In [1]:
# https://www.kaggle.com/pinocookie/pytorch-dataset-and-dataloader/data
# https://discuss.pytorch.org/t/runtimeerror-multi-target-not-supported-newbie/10216/4

# Build the Dataset. We are going to generate a simple data set and then we will read it.
# Build the DataLoader.
# Build the model.
# Define the loss function and the optimizer.
# Train the model.
# Generate predictions.
# Plot the results. 

In [2]:
import math
import logging
import numpy as np
import igraph as ig
import collections, gc

import torch
import torch.nn as nn
import torch.nn.functional as F

from torch.autograd import Variable
from torch.utils.data import DataLoader, Dataset

from scripts.utils.hierarchy import *
from scripts.utils.processing import *
from scripts.utils.data_reading import *

logging.basicConfig(level=logging.INFO )

In [3]:
n = 16 # wn vector size  --> ~log_{2}(num_classes)

In [4]:
num_gpus = torch.cuda.device_count()

In [5]:
device = torch.device("cuda" if (torch.cuda.is_available() and num_gpus > 0) else "cpu")

In [6]:
device

device(type='cuda')

In [7]:
# N, T_leaves & PI_parents have to be present globally! (list of all the labels)
# one_hot_labels because I will keep accessing it for each document <1082>
p2c_table, c2p_table, node2id, id2node, PI_parents, T_leaves, N = lookup_table("swiki/data/cat_hier.txt", subset = False)
graph_obj = hierarchy2graph(p2c_table, node2id)
node2vec = hierarchy_vectors(graph_obj, id2node, p2c_table, n, device)

65333it [00:00, 239454.71it/s]


In [8]:
order_mapping = generate_order_mapping(N)
binary_yin = generate_binary_yin(N, device)

100%|██████████| 50312/50312 [00:00<00:00, 210219.94it/s]


In [9]:
torch.cuda.manual_seed(123)

In [10]:
def too_hot_mapping(label):

    # order_mapping, wn_tensors & binary_yin HAVE TO BE A GLOBAL OBJECT
    
#     doc_labels = list(map(int, list(label)))
    y_in = []
    
    try:
        w_n = node2vec[label]
        if label in c2p_table:
            pi_n = c2p_table[label][0]
            w_pi = node2vec[pi_n]
        if label in T_leaves:
            int_rep = order_mapping[label]
            y_in = binary_yin[int_rep-1]
            
    except:
        print("wait whaat?")
    
    return w_n, w_pi, y_in

In [11]:
def update_non_leaf_wn(label_id):
    '''
    accepts label ids only which are non-leaf nodes
    '''
    
    assert label_id in N, "{} is not a node".format(label_id)    

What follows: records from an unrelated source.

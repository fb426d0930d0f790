// [libs/infra/db/tests/secret_repository.rs]
use fleetctl_domain_models::{CapabilityLevel, IpEncryptionMode};
use fleetctl_infra_db::{DbClient, DbError, DeviceRepository, MinerRepository, SecretRepository};
use serde_json::json;

async fn memory_client() -> DbClient {
    DbClient::connect(":memory:", None).await.expect("in-memory database should connect")
}

#[tokio::test]
async fn rejects_counter_regression() {
    let client = memory_client().await;
    let devices = DeviceRepository::new(client.clone());
    let miners = MinerRepository::new(client.clone());
    let secrets = SecretRepository::new(client.clone());

    let (device, _token) = devices.register(1, None, "rig-01", &[7u8; 32]).await.unwrap();
    let miner = miners.create(1, "10.0.0.5", IpEncryptionMode::Mask, CapabilityLevel::Control, None).await.unwrap();

    secrets
        .upsert(miner.id, device.id, "ciphertext-v1", "wrapped-v1", "nonce-v1", &json!({"v": 1}), 5, 1, device.key_version, device.key_version)
        .await
        .unwrap();

    let result = secrets
        .upsert(miner.id, device.id, "ciphertext-v2", "wrapped-v2", "nonce-v2", &json!({"v": 2}), 4, 1, device.key_version, device.key_version)
        .await;

    assert!(matches!(result, Err(DbError::CounterRegression { current: 5, attempted: 4 })));
}

#[tokio::test]
async fn rejects_mismatched_key_version() {
    let client = memory_client().await;
    let devices = DeviceRepository::new(client.clone());
    let miners = MinerRepository::new(client.clone());
    let secrets = SecretRepository::new(client.clone());

    let (device, _token) = devices.register(1, None, "rig-02", &[9u8; 32]).await.unwrap();
    let miner = miners.create(1, "10.0.0.6", IpEncryptionMode::Mask, CapabilityLevel::Control, None).await.unwrap();

    let result = secrets
        .upsert(miner.id, device.id, "ciphertext", "wrapped", "nonce", &json!({}), 1, 1, device.key_version + 1, device.key_version)
        .await;

    assert!(matches!(result, Err(DbError::KeyVersionMismatch { .. })));
}

#[tokio::test]
async fn accepts_strictly_increasing_counter() {
    let client = memory_client().await;
    let devices = DeviceRepository::new(client.clone());
    let miners = MinerRepository::new(client.clone());
    let secrets = SecretRepository::new(client.clone());

    let (device, _token) = devices.register(1, None, "rig-03", &[3u8; 32]).await.unwrap();
    let miner = miners.create(1, "10.0.0.7", IpEncryptionMode::Mask, CapabilityLevel::Control, None).await.unwrap();

    secrets
        .upsert(miner.id, device.id, "c1", "w1", "n1", &json!({}), 1, 1, device.key_version, device.key_version)
        .await
        .unwrap();
    let updated = secrets
        .upsert(miner.id, device.id, "c2", "w2", "n2", &json!({}), 2, 1, device.key_version, device.key_version)
        .await
        .unwrap();

    assert_eq!(updated.counter, 2);
    assert_eq!(updated.encrypted_payload, "c2");
}

#[tokio::test]
async fn key_rotation_invalidates_stale_writes() {
    let client = memory_client().await;
    let devices = DeviceRepository::new(client.clone());
    let miners = MinerRepository::new(client.clone());
    let secrets = SecretRepository::new(client.clone());

    let (device, _token) = devices.register(1, None, "rig-04", &[1u8; 32]).await.unwrap();
    let miner = miners.create(1, "10.0.0.8", IpEncryptionMode::Mask, CapabilityLevel::Control, None).await.unwrap();

    secrets
        .upsert(miner.id, device.id, "c1", "w1", "n1", &json!({}), 1, 1, device.key_version, device.key_version)
        .await
        .unwrap();

    let rotated = devices.rotate_key(device.id, &[2u8; 32]).await.unwrap();
    assert_eq!(rotated.key_version, device.key_version + 1);

    let stale_write = secrets
        .upsert(miner.id, device.id, "c2", "w2", "n2", &json!({}), 2, 1, device.key_version, rotated.key_version)
        .await;
    assert!(matches!(stale_write, Err(DbError::KeyVersionMismatch { .. })));
}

    C_ids = p2c_table[label_id]
    Cn = len(C_ids)

    w_n = node2vec[label_id]
    w_pi = node2vec[c2p_table[label_id][0]]
    sum_wc = 0.0

    for idx in C_ids:
        w_c = node2vec[idx]
        sum_wc += w_c

    Wn = 1/(Cn +1) * (w_pi + sum_wc)

    return Wn

In [12]:
class DatasetSWIKI(Dataset):
    
    def __init__(self, file_path, reduce = True, n_components = 128):
        self.reduce = reduce
        self.n_components = n_components
        self.data, self.labels = lower_dim(file_path, reduce, n_components)
        
    def __len__(self):
        return self.data.shape[0]
    
    def __getitem__(self, index):
        
        if self.reduce:
            document = torch.as_tensor(self.data[index], device = device, dtype = torch.float32)
        else:
            document = torch.as_tensor(self.data[index].todense(), device = device, dtype = torch.float32)

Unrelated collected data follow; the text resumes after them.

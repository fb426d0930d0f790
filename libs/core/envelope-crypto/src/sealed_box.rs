// [libs/core/envelope-crypto/src/sealed_box.rs]
/*!
 * =================================================================
 * APARATO: CIFRADO DE SOBRE POR DISPOSITIVO (V1.0)
 * CLASIFICACIÓN: CORE LAYER (ESTRATO L1)
 * RESPONSABILIDAD: ENCAPSULAMIENTO HÍBRIDO X25519 + AES-256-GCM
 *
 * Camino primario del plano de control: cada secreto se cifra con una
 * DEK efímera; la DEK se sella (sealed box, remitente anónimo) a la
 * clave pública X25519 del dispositivo destino. Ningún estrato aguas
 * arriba conserva estado de cifrado global — ver [`CryptoContext`].
 * =================================================================
 */

use aes_gcm::aead::{Aead, KeyInit, Payload};
use aes_gcm::{Aes256Gcm, Key, Nonce};
use base64::{engine::general_purpose::STANDARD as BASE64, Engine};
use crypto_box::{PublicKey as SealedPublicKey, SalsaBox, SecretKey as SealedSecretKey};
use rand::rngs::OsRng;
use rand::RngCore;
use serde::{Deserialize, Serialize};
use serde_json::Value;
use x25519_dalek::{PublicKey, StaticSecret};

use crate::canonical::canonical_json_bytes;
use crate::errors::EnvelopeError;

pub const DEK_LEN: usize = 32;
pub const NONCE_LEN: usize = 12;

/// Cuerpo on-the-wire de un secreto cifrado (spec §6, "Envelope JSON").
#[derive(Debug, Clone, Serialize, Deserialize)]
pub struct SealedEnvelope {
    pub encrypted_payload: String,
    pub wrapped_dek: String,
    pub nonce: String,
    pub aad: Value,
    pub counter: i64,
    pub schema_version: i32,
    pub key_version: i32,
}

/// Cifra `plaintext` (cualquier valor serializable a JSON) para el
/// dispositivo identificado por `device_public_key`, con el `aad` dado
/// (se le inyectan `schema_version`/`key_version`/`created_at` si faltan).
pub fn seal_for_device(
    device_public_key: &[u8; 32],
    plaintext: &Value,
    mut aad: Value,
    counter: i64,
    key_version: i32,
) -> Result<SealedEnvelope, EnvelopeError> {
    const SCHEMA_VERSION: i32 = 1;

    if let Value::Object(map) = &mut aad {
        map.entry("schema_version").or_insert(Value::from(SCHEMA_VERSION));
        map.entry("key_version").or_insert(Value::from(key_version));
        map.entry("created_at")
            .or_insert(Value::from(chrono::Utc::now().to_rfc3339()));
    } else {
        return Err(EnvelopeError::Validation("aad must be a JSON object".into()));
    }

    let mut dek_bytes = [0u8; DEK_LEN];
    OsRng.fill_bytes(&mut dek_bytes);

    let mut nonce_bytes = [0u8; NONCE_LEN];
    OsRng.fill_bytes(&mut nonce_bytes);

    let plaintext_bytes =
        serde_json::to_vec(plaintext).map_err(|e| EnvelopeError::Serialization(e.to_string()))?;
    let aad_bytes = canonical_json_bytes(&aad);

    let cipher = Aes256Gcm::new(Key::<Aes256Gcm>::from_slice(&dek_bytes));
    let ciphertext = cipher
        .encrypt(
            Nonce::from_slice(&nonce_bytes),
            Payload {
                msg: &plaintext_bytes,
                aad: &aad_bytes,
            },
        )
        .map_err(|_| EnvelopeError::AuthenticationFailed)?;

    let recipient = SealedPublicKey::from(*device_public_key);
    let ephemeral_secret = SealedSecretKey::generate(&mut OsRng);
    let sealed_box = SalsaBox::new(&recipient, &ephemeral_secret);
    let mut dek_nonce = [0u8; 24];
    OsRng.fill_bytes(&mut dek_nonce);
    let sealed_dek = sealed_box
        .encrypt(crypto_box::generate_nonce(&mut OsRng).as_ref().into(), dek_bytes.as_slice())
        .map_err(|_| EnvelopeError::AuthenticationFailed)?;

    // Antepone la clave pública efímera al cuerpo sellado: el receptor
    // no conoce de antemano con qué clave efímera se cifró.
    let mut wrapped_dek = Vec::with_capacity(32 + sealed_dek.len());
    wrapped_dek.extend_from_slice(ephemeral_secret.public_key().as_bytes());
    wrapped_dek.extend_from_slice(&sealed_dek);

    Ok(SealedEnvelope {
        encrypted_payload: BASE64.encode(ciphertext),
        wrapped_dek: BASE64.encode(wrapped_dek),
        nonce: BASE64.encode(nonce_bytes),
        aad,
        counter,
        schema_version: SCHEMA_VERSION,
        key_version,
    })
}

/// Abre un [`SealedEnvelope`] con la clave privada X25519 del
/// dispositivo. Cualquier alteración de `encrypted_payload`, `nonce`,
/// `wrapped_dek` o la serialización canónica de `aad` hace fallar el
/// tag de GCM (o el sello) — nunca produce un plaintext incorrecto en silencio.
pub fn unseal_for_device(
    device_secret_key: &StaticSecret,
    envelope: &SealedEnvelope,
) -> Result<Value, EnvelopeError> {
    let wrapped_dek = BASE64
        .decode(&envelope.wrapped_dek)
        .map_err(|e| EnvelopeError::Encoding(e.to_string()))?;

    if wrapped_dek.len() < 32 + 24 {
        return Err(EnvelopeError::Validation("wrapped_dek too short".into()));
    }

    let (ephemeral_pub_bytes, sealed_body) = wrapped_dek.split_at(32);
    let ephemeral_pub: [u8; 32] = ephemeral_pub_bytes
        .try_into()
        .map_err(|_| EnvelopeError::Validation("malformed ephemeral public key".into()))?;

    let recipient_secret = SealedSecretKey::from(device_secret_key.to_bytes());
    let sender_public = SealedPublicKey::from(ephemeral_pub);
    let sealed_box = SalsaBox::new(&sender_public, &recipient_secret);

    if sealed_body.len() < 24 {
        return Err(EnvelopeError::Validation("sealed DEK body too short".into()));
    }
    let (nonce_bytes, ciphertext) = sealed_body.split_at(24);

    let dek_bytes = sealed_box
        .decrypt(nonce_bytes.into(), ciphertext)
        .map_err(|_| EnvelopeError::AuthenticationFailed)?;

    if dek_bytes.len() != DEK_LEN {
        return Err(EnvelopeError::Validation("unsealed DEK has wrong length".into()));
    }

    let nonce = BASE64
        .decode(&envelope.nonce)
        .map_err(|e| EnvelopeError::Encoding(e.to_string()))?;
    let ciphertext = BASE64
        .decode(&envelope.encrypted_payload)
        .map_err(|e| EnvelopeError::Encoding(e.to_string()))?;
    let aad_bytes = canonical_json_bytes(&envelope.aad);

    let cipher = Aes256Gcm::new(Key::<Aes256Gcm>::from_slice(&dek_bytes));
    let plaintext = cipher
        .decrypt(
            Nonce::from_slice(&nonce),
            Payload {
                msg: &ciphertext,
                aad: &aad_bytes,
            },
        )
        .map_err(|_| EnvelopeError::AuthenticationFailed)?;

    serde_json::from_slice(&plaintext).map_err(|e| EnvelopeError::Serialization(e.to_string()))
}

/// Genera un nuevo par de claves X25519 para un dispositivo (usado en
/// el registro/rotación de claves del plano de control).
pub fn generate_device_keypair() -> (StaticSecret, PublicKey) {
    let secret = StaticSecret::random_from_rng(OsRng);
    let public = PublicKey::from(&secret);
    (secret, public)
}

#[cfg(test)]
mod tests {
    use super::*;
    use serde_json::json;

    #[test]
    fn round_trips_plaintext_exactly() {
        let (secret, public) = generate_device_keypair();
        let plaintext = json!({"ssh_user": "root", "ssh_password": "x"});
        let aad = json!({"schema_version": 1, "key_version": 1, "created_at": "2025-01-01T00:00:00Z"});

        let envelope = seal_for_device(public.as_bytes(), &plaintext, aad, 1, 1).unwrap();
        let decrypted = unseal_for_device(&secret, &envelope).unwrap();

        assert_eq!(decrypted, plaintext);
    }

    #[test]
    fn tampering_with_aad_fails_authentication() {
        let (secret, public) = generate_device_keypair();
        let plaintext = json!({"ssh_user": "root", "ssh_password": "x"});
        let aad = json!({"schema_version": 1, "key_version": 1, "created_at": "2025-01-01T00:00:00Z"});

        let mut envelope = seal_for_device(public.as_bytes(), &plaintext, aad, 1, 1).unwrap();
        envelope.aad["key_version"] = json!(2);

        let result = unseal_for_device(&secret, &envelope);
        assert_eq!(result, Err(EnvelopeError::AuthenticationFailed));
    }

    #[test]
    fn tampering_with_ciphertext_fails_authentication() {
        let (secret, public) = generate_device_keypair();
        let plaintext = json!({"ssh_user": "root"});
        let aad = json!({"schema_version": 1, "key_version": 1, "created_at": "2025-01-01T00:00:00Z"});

        let mut envelope = seal_for_device(public.as_bytes(), &plaintext, aad, 1, 1).unwrap();
        let mut raw = BASE64.decode(&envelope.encrypted_payload).unwrap();
        raw[0] ^= 0xFF;
        envelope.encrypted_payload = BASE64.encode(raw);

        let result = unseal_for_device(&secret, &envelope);
        assert_eq!(result, Err(EnvelopeError::AuthenticationFailed));
    }

    #[test]
    fn decrypting_with_wrong_device_key_fails() {
        let (_secret, public) = generate_device_keypair();
        let (other_secret, _other_public) = generate_device_keypair();
        let plaintext = json!({"ssh_user": "root"});
        let aad = json!({"schema_version": 1, "key_version": 1, "created_at": "2025-01-01T00:00:00Z"});

        let envelope = seal_for_device(public.as_bytes(), &plaintext, aad, 1, 1).unwrap();
        let result = unseal_for_device(&other_secret, &envelope);
        assert_eq!(result, Err(EnvelopeError::AuthenticationFailed));
    }
}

        label = torch.as_tensor(self.labels[index], device = device, dtype = torch.float32)
        
        w_n, w_pi, y_in = too_hot_mapping(int(label))
        
        l2_reg = nn.parameter.Parameter((0.5*torch.sqrt(torch.sum((w_n-w_pi)**2))**2).to(device))
        
#         self.w_n[label] = w_n
        
        return document, label, w_n, w_pi, y_in, l2_reg
    
#     def update_wn(self, label_id):
        
#         self.w_n[label_id] = update_non_leaf_wn(label_id)

In [13]:
n_components = 1200

In [14]:
train_data = DatasetSWIKI("swiki/data/train_split_remapped.txt", reduce=False, n_components = n_components)
valid_data = DatasetSWIKI("swiki/data/valid_remapped.txt", reduce=False, n_components = n_components)

In [15]:
train_data.data.shape

(590035,)

In [16]:
batch_size = 199

In [17]:
train_loader = DataLoader(train_data, batch_size=batch_size, shuffle = True)
valid_loader = DataLoader(valid_data, batch_size=batch_size, shuffle = False)

In [18]:
train_iter = iter(train_loader)

doc, labs, w_n, w_pi, y_in, l2 = train_iter.next()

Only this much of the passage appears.